* **DATA RECORDS**:
********************

//! The game aggregate root and its owned financial records.
//!
//! A `Game` is one player's persistent financial life. It is mutated
//! exclusively by the action processor inside a locked unit of work, and
//! every committed mutation bumps `version` by exactly one.

use crate::formulas::{BankruptcyStage, CreditHealthFactors};
use crate::types::{Cents, Coins, EntityId, GameId, Xp};
use chrono::{Datelike, Duration, NaiveDate};
use serde::{Deserialize, Serialize};

#[derive(Debug, Clone, Serialize, Deserialize)]
pub struct Game {
    pub game_id: GameId,
    /// Owner of the cross-game XP/coin ledgers.
    pub user_id: String,
    pub persona: String,
    pub difficulty: String,
    pub region: String,
    pub currency: String,
    /// Current simulated calendar date.
    pub date: NaiveDate,
    pub level: u32,
    pub xp: Xp,
    pub coins: Coins,
    /// 0–100.
    pub happiness: i64,
    pub net_worth: Cents,
    pub chi: i64,
    pub chi_factors: CreditHealthFactors,
    pub budget_score: i64,
    pub streak_current: i64,
    pub streak_longest: i64,
    /// Unix timestamp of the last processed action (real wall-clock).
    pub last_action_at: i64,
    pub bankruptcy_stage: BankruptcyStage,
    pub bankrupt_until: Option<NaiveDate>,
    pub bankruptcy_count: i64,
    pub consecutive_negative_months: u32,
    pub consecutive_positive_months: u32,
    pub monthly_income: Cents,
    /// Salary held aside while unemployed, restored on recovery.
    pub pre_jobloss_income: Option<Cents>,
    pub job_recovery_on: Option<NaiveDate>,
    pub last_tax_year: Option<i32>,
    /// Per-kind monotonic counters for deterministic entity ids.
    pub entity_seq: EntityCounters,
    /// Optimistic concurrency counter. Strictly increases on every commit.
    pub version: i64,
    /// Base seed, fixed at creation. Per-purpose streams derive from it.
    pub seed: String,
}

/// Per-kind monotonic counters backing deterministic entity ids, so each
/// prefix numbers independently: the first savings account is always
/// `acct-000002` no matter how many transactions preceded it.
#[derive(Debug, Clone, Default, Serialize, Deserialize, PartialEq, Eq)]
#[serde(default)]
pub struct EntityCounters {
    pub accounts: i64,
    pub transactions: i64,
    pub cards: i64,
    pub bills: i64,
    pub schedules: i64,
}

impl EntityCounters {
    fn bump(&mut self, prefix: &str) -> i64 {
        let counter = match prefix {
            "acct" => &mut self.accounts,
            "txn" => &mut self.transactions,
            "card" => &mut self.cards,
            "bill" => &mut self.bills,
            _ => &mut self.schedules, // "sched"
        };
        *counter += 1;
        *counter
    }
}

impl Game {
    /// Mint the next deterministic entity id, e.g. `txn-000042`.
    pub fn next_id(&mut self, prefix: &str) -> EntityId {
        format!("{prefix}-{:06}", self.entity_seq.bump(prefix))
    }

    pub fn nudge_happiness(&mut self, delta: i64) {
        self.happiness = (self.happiness + delta).clamp(0, 100);
    }

    pub fn is_bankrupt(&self) -> bool {
        self.bankruptcy_stage == BankruptcyStage::Bankrupt
    }
}

/// True when `date` is the last day of its calendar month.
pub fn is_month_end(date: NaiveDate) -> bool {
    (date + Duration::days(1)).month() != date.month()
}

/// True on the last day of March, June, September, December.
pub fn is_quarter_end(date: NaiveDate) -> bool {
    is_month_end(date) && matches!(date.month(), 3 | 6 | 9 | 12)
}

/// `YYYY-MM` key used by monthly reports and spend queries.
pub fn month_key(date: NaiveDate) -> String {
    format!("{:04}-{:02}", date.year(), date.month())
}

#[derive(Debug, Clone, Copy, Serialize, Deserialize, PartialEq, Eq)]
#[serde(rename_all = "snake_case")]
pub enum AccountKind {
    Checking,
    Savings,
    Prepaid,
    CreditCard,
    Loan,
    Mortgage,
    Investment,
    Insurance,
}

impl AccountKind {
    pub fn as_str(&self) -> &'static str {
        match self {
            Self::Checking => "checking",
            Self::Savings => "savings",
            Self::Prepaid => "prepaid",
            Self::CreditCard => "credit_card",
            Self::Loan => "loan",
            Self::Mortgage => "mortgage",
            Self::Investment => "investment",
            Self::Insurance => "insurance",
        }
    }

    pub fn parse(s: &str) -> Option<Self> {
        match s {
            "checking" => Some(Self::Checking),
            "savings" => Some(Self::Savings),
            "prepaid" => Some(Self::Prepaid),
            "credit_card" => Some(Self::CreditCard),
            "loan" => Some(Self::Loan),
            "mortgage" => Some(Self::Mortgage),
            "investment" => Some(Self::Investment),
            "insurance" => Some(Self::Insurance),
            _ => None,
        }
    }

    /// Kinds whose balance represents debt (negative = owed).
    pub fn is_credit(&self) -> bool {
        matches!(self, Self::CreditCard | Self::Loan | Self::Mortgage)
    }

    /// Kinds disbursing a principal into the primary account on open.
    pub fn is_loan_like(&self) -> bool {
        matches!(self, Self::Loan | Self::Mortgage)
    }
}

#[derive(Debug, Clone, Copy, Serialize, Deserialize, PartialEq, Eq)]
#[serde(rename_all = "snake_case")]
pub enum AccountStatus {
    Active,
    Frozen,
    Closed,
}

impl AccountStatus {
    pub fn as_str(&self) -> &'static str {
        match self {
            Self::Active => "active",
            Self::Frozen => "frozen",
            Self::Closed => "closed",
        }
    }

    pub fn parse(s: &str) -> Self {
        match s {
            "frozen" => Self::Frozen,
            "closed" => Self::Closed,
            _ => Self::Active,
        }
    }
}

#[derive(Debug, Clone, Serialize, Deserialize)]
pub struct Account {
    pub account_id: EntityId,
    pub game_id: GameId,
    pub kind: AccountKind,
    /// Signed cents. Negative means owed for credit-type accounts.
    pub balance: Cents,
    /// Annual rate, percent (APY for deposits, APR for credit).
    pub interest_rate: f64,
    pub credit_limit: Option<Cents>,
    pub principal: Option<Cents>,
    pub term_months: Option<u32>,
    pub opened_on: NaiveDate,
    pub status: AccountStatus,
    // Insurance-policy terms; set only for AccountKind::Insurance.
    pub insurance_type: Option<String>,
    pub premium: Option<Cents>,
    pub deductible: Option<Cents>,
    pub coverage_rate: Option<f64>,
}

/// Immutable row recording one balance change. Every balance delta is
/// paired with exactly one of these (transfers produce two, summing to
/// zero).
#[derive(Debug, Clone, Serialize, Deserialize)]
pub struct TransactionRow {
    pub txn_id: EntityId,
    pub account_id: EntityId,
    pub game_id: GameId,
    pub date: NaiveDate,
    pub category: String,
    /// Signed delta applied to the balance.
    pub amount: Cents,
    /// Balance snapshot immediately after the update.
    pub balance_after: Cents,
    pub description: String,
    pub source_card: Option<EntityId>,
    pub automated: bool,
}

#[derive(Debug, Clone, Copy, Serialize, Deserialize, PartialEq, Eq)]
#[serde(rename_all = "snake_case")]
pub enum BillFrequency {
    Weekly,
    Monthly,
    Quarterly,
}

impl BillFrequency {
    pub fn as_str(&self) -> &'static str {
        match self {
            Self::Weekly => "weekly",
            Self::Monthly => "monthly",
            Self::Quarterly => "quarterly",
        }
    }

    pub fn parse(s: &str) -> Self {
        match s {
            "weekly" => Self::Weekly,
            "quarterly" => Self::Quarterly,
            _ => Self::Monthly,
        }
    }

    /// Next due date after a charge on `due`.
    pub fn advance(&self, due: NaiveDate) -> NaiveDate {
        match self {
            Self::Weekly => due + Duration::days(7),
            Self::Monthly => add_months(due, 1),
            Self::Quarterly => add_months(due, 3),
        }
    }
}

/// Recurring obligation swept by the daily/month-end bill pass.
#[derive(Debug, Clone, Serialize, Deserialize)]
pub struct ScheduledBill {
    pub bill_id: EntityId,
    pub game_id: GameId,
    pub name: String,
    pub category: String,
    pub amount: Cents,
    pub frequency: BillFrequency,
    pub next_due_on: NaiveDate,
    pub autopay: bool,
}

/// Calendar-aware month stepping: clamps the day to the target month's
/// length (Jan 31 + 1 month = Feb 28/29).
pub fn add_months(date: NaiveDate, months: u32) -> NaiveDate {
    let total = date.year() * 12 + date.month0() as i32 + months as i32;
    let year = total.div_euclid(12);
    let month0 = total.rem_euclid(12) as u32;
    let mut day = date.day();
    loop {
        if let Some(d) = NaiveDate::from_ymd_opt(year, month0 + 1, day) {
            return d;
        }
        day -= 1;
    }
}

#[cfg(test)]
mod tests {
    use super::*;

    #[test]
    fn month_end_detection() {
        let d = NaiveDate::from_ymd_opt(2024, 2, 29).unwrap();
        assert!(is_month_end(d));
        assert!(!is_month_end(NaiveDate::from_ymd_opt(2024, 2, 28).unwrap()));
        assert!(is_quarter_end(NaiveDate::from_ymd_opt(2024, 3, 31).unwrap()));
        assert!(!is_quarter_end(NaiveDate::from_ymd_opt(2024, 4, 30).unwrap()));
    }

    #[test]
    fn add_months_clamps_day() {
        let jan31 = NaiveDate::from_ymd_opt(2023, 1, 31).unwrap();
        assert_eq!(add_months(jan31, 1), NaiveDate::from_ymd_opt(2023, 2, 28).unwrap());
        let nov30 = NaiveDate::from_ymd_opt(2023, 11, 30).unwrap();
        assert_eq!(add_months(nov30, 3), NaiveDate::from_ymd_opt(2024, 2, 29).unwrap());
    }
}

********************

* **WHAT IS NEEDED**: Look back over the material above and state how many lines hold the word "Frozen". Write the number and nothing else.

* **OUTPUT BELOW**: 3